**WORK TO COMPLETE:** Go through the data below and return each line where the string "domain" occurs.

(Records drawn from a dataset)
BEGIN

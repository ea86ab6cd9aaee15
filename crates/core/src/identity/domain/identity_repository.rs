use std::path::PathBuf;
use std::sync::Arc;

use thiserror::Error;

use crate::embedding::domain::embedding::EmbeddingVector;

use super::identity::{Identity, IdentityId};

#[derive(Error, Debug)]
pub enum RepositoryError {
    #[error("identity {0} already exists in storage")]
    AlreadyExists(IdentityId),
    #[error("identity {0} not found in storage")]
    NotFound(IdentityId),
    #[error("I/O error on {path}: {source}")]
    Io {
        path: PathBuf,
        #[source]
        source: std::io::Error,
    },
    #[error("corrupt identity file {path}: {source}")]
    Corrupt {
        path: PathBuf,
        #[source]
        source: serde_json::Error,
    },
    #[error("storage unavailable: {0}")]
    Unavailable(String),
}

/// Durable storage behind the identity store.
///
/// Storage may be written by other processes, so the store never assumes
/// its in-memory view is complete and relies on `load_all` for reloads.
pub trait IdentityRepository: Send + Sync {
    fn load_all(&self) -> Result<Vec<Identity>, RepositoryError>;

    /// Persists a new identity. Fails with `AlreadyExists` if the id is taken.
    fn create(&self, identity: &Identity) -> Result<(), RepositoryError>;

    fn append_embedding(
        &self,
        id: IdentityId,
        embedding: &EmbeddingVector,
    ) -> Result<(), RepositoryError>;

    /// Replaces the stored record with the same id.
    fn update(&self, identity: &Identity) -> Result<(), RepositoryError>;
}

impl<R: IdentityRepository + ?Sized> IdentityRepository for Arc<R> {
    fn load_all(&self) -> Result<Vec<Identity>, RepositoryError> {
        (**self).load_all()
    }

    fn create(&self, identity: &Identity) -> Result<(), RepositoryError> {
        (**self).create(identity)
    }

    fn append_embedding(
        &self,
        id: IdentityId,
        embedding: &EmbeddingVector,
    ) -> Result<(), RepositoryError> {
        (**self).append_embedding(id, embedding)
    }

    fn update(&self, identity: &Identity) -> Result<(), RepositoryError> {
        (**self).update(identity)
    }
}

END

**TASK RESPONSE:**
filename crates/core/src/identity/domain/identity_repository.rs
use crate::embedding::domain::embedding::EmbeddingVector;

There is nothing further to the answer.